For unit tests, put each test into a separate directory. That is, we have util/internal/ResourcePtr/ResourcePtr_test.cpp and util/FileIO/FileIO_test.cpp instead of just util/ResourcePtr_test.cpp and util/FileIO_test.cpp. Again, this reduces clutter, makes it easier to move tests around in the hierarchy (together with their CMakeLists.txt file) if we change namespaces, and it keeps complex tests that require multiple source files and/or header files separate from other tests.

Compiler warnings

The code is built with -Wall -Wextra. Code must compile without warnings, no exceptions. If code routinely builds with warnings, very quickly, developers get used to the noise from the warnings. When the one warning that is truly serious suddenly pops up, chances are that it will be overlooked, and we end up chasing down a seg fault when, with a clean build, the warning would have told us straight away what is wrong.

The effort required to get rid of a warning is almost always minor, and worth making.

One common warning is caused by unused parameters. The best way to disable the warning is to comment out the parameter name, for example:

void
foo(int size, string const& /* name */)
{
    // ...
}

This eliminates the warning about the unused parameter name, and it clearly documents that the parameter is ignored intentionally.

Do not check in code that compiles with warnings. For release builds, we add -Werror, so the build fails if it produces warnings.

Error handling

We do error handling with C++ exceptions, period. I'm well aware of the discussions around exceptions versus error codes. The short of it is that this is 2013, that modern C++ uses exceptions, and that projects using other languages, such as Java and Python, have not ended in catastrophic failure because they use exceptions.

Unity defines a number of exception types, in unity/UnityExceptions.h. These come in broad categories, such as InvalidArgumentException, SyscallException, ResourceException, and so on. We can add to these categories as the need arises.

If you define a new exception, ask yourself whether the caller may have a need to programmatically handle the exception. For example, if we were to add a SocketException and throw that for all network-related errors, this probably wouldn't make the grade. It usually is important for the caller to know whether something didn't work because there was no-one listening at the other end, a call timed out, or a connection was lost.

The easiest way for the caller to react differently to different error conditions is to have a different exception type for each error condition. So, make a base exception for the generic case, and derived exceptions for the specific case. For example, we could have a SocketException that is a base for both DNSException and TimeoutException. With that, the caller can write:

try
{
    some_network_operation();
}
catch (DNSException const& e)
{
    // React to error
}
catch (TimeoutException const& e)
{
    // Deal with that
}
catch (SocketException const& e)
{
    // Something else unspecified went wrong
    cerr << "Sick network: " << e.error_number() << endl;
}

Note that doing this is preferable to having just a single SocketException with an error_number() member that that returns errno.

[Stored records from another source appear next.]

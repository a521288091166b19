//! CLI-level errors.

use thiserror::Error;

#[derive(Debug, Error)]
pub enum CliError {
    #[error("Writer count must be between 1 and {max}, got {writers}")]
    InvalidWriterCount { writers: usize, max: usize },

    #[error("Chunk size must be non-zero")]
    ZeroChunk,

    #[error("Span {span} corrupted at byte {offset}: expected {expected:#04x}, found {found:#04x}")]
    TornSpan {
        span: usize,
        offset: usize,
        expected: u8,
        found: u8,
    },

    #[error("Interrupted")]
    Interrupted,
}
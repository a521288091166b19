//! hellodev Core Library
//!
//! A character device exposing one fixed-size shared buffer. Provides the
//! lock-guarded buffered channel, client sessions, the registration
//! lifecycle with ordered rollback, module parameters, and an in-memory
//! registration host.

pub mod channel;
pub mod config;
pub mod error;
pub mod host;
pub mod lifecycle;
pub mod session;
pub mod signal;
pub mod state;
pub mod types;
pub mod uaccess;

// Re-export commonly used types
pub use channel::{BufferedChannel, OperationSet, Transfer, DEFAULT_CAPACITY};
pub use config::{ConfigLoader, ModuleParams};
pub use error::{
    ChannelError, DeviceError, DeviceResult, HardValidationError, HostError, LifecycleError,
    RegistrationStep,
};
pub use host::{FaultPlan, HostCall, SimHost};
pub use lifecycle::{DeviceLifecycle, DeviceReport, RegistrationHost, DEVICE_NAME};
pub use session::Session;
pub use signal::{SessionSignal, SignalSource};
pub use state::LifecycleState;
pub use types::{DeviceNumber, InstanceId};
// SPDX-License-Identifier: Apache-2.0
// Copyright 2025 Ankit Kumar Pandey

//! `hellodev stress` command - Concurrent writers on disjoint ranges.
//!
//! Each writer session fills its own span of the buffer with its own byte,
//! in small chunks so the sessions contend for the lock. A final full read
//! checks that no span was torn. Ctrl-C raises the session signal, which
//! interrupts any writer waiting on the lock.

use std::sync::Arc;
use std::time::Instant;

use hellodev_core::{ChannelError, FaultPlan, ModuleParams, SessionSignal, SignalSource};

use crate::error::CliError;

pub async fn execute(
    params: ModuleParams,
    writers: usize,
    chunk: usize,
) -> Result<(), Box<dyn std::error::Error>> {
    let (host, mut device) = super::load_device(params, FaultPlan::new());
    let capacity = device.report().capacity.unwrap_or_default();
    let path = device.report().node_path.unwrap_or_default();

    if writers == 0 || writers > capacity {
        return Err(CliError::InvalidWriterCount {
            writers,
            max: capacity,
        }
        .into());
    }
    if chunk == 0 {
        return Err(CliError::ZeroChunk.into());
    }

    let source = Arc::new(SignalSource::new());
    let ctrl_c = {
        let source = Arc::clone(&source);
        tokio::spawn(async move {
            if tokio::signal::ctrl_c().await.is_ok() {
                tracing::warn!("Ctrl-C received, interrupting sessions");
                source.raise();
            }
        })
    };

    let span = capacity / writers;
    let started = Instant::now();

    let mut tasks = Vec::with_capacity(writers);
    for i in 0..writers {
        let mut session = host.open(&path, source.signal())?;
        tasks.push(tokio::spawn(async move {
            let pattern = vec![fill_byte(i); span];
            session.seek_to((i * span) as u64);

            let mut written = 0;
            for piece in pattern.chunks(chunk) {
                written += session.write(piece).await?.transferred;
            }
            Ok::<usize, ChannelError>(written)
        }));
    }

    let mut total = 0;
    for task in tasks {
        match task.await? {
            Ok(written) => total += written,
            Err(ChannelError::Interrupted) => {
                ctrl_c.abort();
                return Err(CliError::Interrupted.into());
            }
        }
    }
    ctrl_c.abort();
    let elapsed = started.elapsed();

    let mut reader = host.open(&path, SessionSignal::none())?;
    let mut out = vec![0u8; span * writers];
    reader.read(&mut out).await?;
    reader.close();

    verify(&out, span)?;

    println!("✓ {} writers, {} bytes in {:?}", writers, total, elapsed);
    println!("✓ All {} spans intact", writers);

    device.stop();
    Ok(())
}

fn fill_byte(writer: usize) -> u8 {
    (writer % 255) as u8 + 1
}

fn verify(buffer: &[u8], span: usize) -> Result<(), CliError> {
    for (i, bytes) in buffer.chunks(span).enumerate() {
        let expected = fill_byte(i);
        if let Some(offset) = bytes.iter().position(|&b| b != expected) {
            return Err(CliError::TornSpan {
                span: i,
                offset: i * span + offset,
                expected,
                found: bytes[offset],
            });
        }
    }
    Ok(())
}

#[cfg(test)]
mod tests {
    use super::*;

    #[test]
    fn test_verify_detects_torn_span() {
        let mut buffer = vec![fill_byte(0); 4];
        buffer.extend(vec![fill_byte(1); 4]);
        assert!(verify(&buffer, 4).is_ok());

        buffer[6] = fill_byte(0);
        match verify(&buffer, 4) {
            Err(CliError::TornSpan { span, offset, .. }) => {
                assert_eq!(span, 1);
                assert_eq!(offset, 6);
            }
            other => panic!("unexpected result: {:?}", other),
        }
    }

    #[test]
    fn test_fill_bytes_are_never_zero() {
        assert!((0..1000).all(|i| fill_byte(i) != 0));
    }
}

Alternatively, for the above code, the caller can decide to let SocketException propagate up the call stack and only deal with DNS and timeout errors on the spot, to handle the generic error higher up. By creating exception hierarchies that capture common specific cases with a generic fallback, we allow the caller to structure his/her code they way the caller wants, not the way we dictate.

Think about what details an exception should carry that should be accessible programmatically, such as errno. It's nice to have human-readable and comprehensible error messages. (The unity::Exception base class makes it really easy to get nice error messages.) But details that are accessible programmatically are important for good error handling: without that, the caller has to write a parser for the error message to figure out what's gone wrong. So, equip your exceptions with whatever detail is available at the point the exception is thrown, even if there isn't a specific sub-exception type for a particular error condition. This allows the caller to still make sense of the specifics. (The golden rule is: never throw away information that is available at the throw site. Whatever error information is available at that point should go into the exception.)

unity::Exception has a feature that automatically preserves any exception that is caught "from below" and re-thrown as a different exception. At the point where the exception is handled or logged, the entire exception history as it bubbled up the call stack is still available.

Exception safety

Ideally, methods should provide the no-throw guarantee. If they do, mark them as such with a noexcept on their signature.

Wherever possible, provide the strong exception guarantee in your code. This means that, if a method throws an exception, there should be no lingering side-effects from the failed call: things should behave as if the failed call had never happened. Doing this is often impossible, particularly when the failure involves an external resource (such as failed system call or library call). However, for code that we fully control ourselves, it is usually possible.

When you write a method, ask yourself at each point you throw an exception whether doing that will leave the system in the same state it was in before the failed call. If not, try to improve the code to not leave any side-effects behind. If doing this turns out to be impossible, the documentation must state what the state after an exception will be. (For example, "If this method throws, the xyz in-out parameter may not have its original value.")

In all cases, throwing an exception must not cause a resource leak and it must preserve all data type invariants. Any values that were changed before the exception was thrown must still be valid, in the sense that use of those values later will not cause a crash. (That's called the basic exception guarantee.)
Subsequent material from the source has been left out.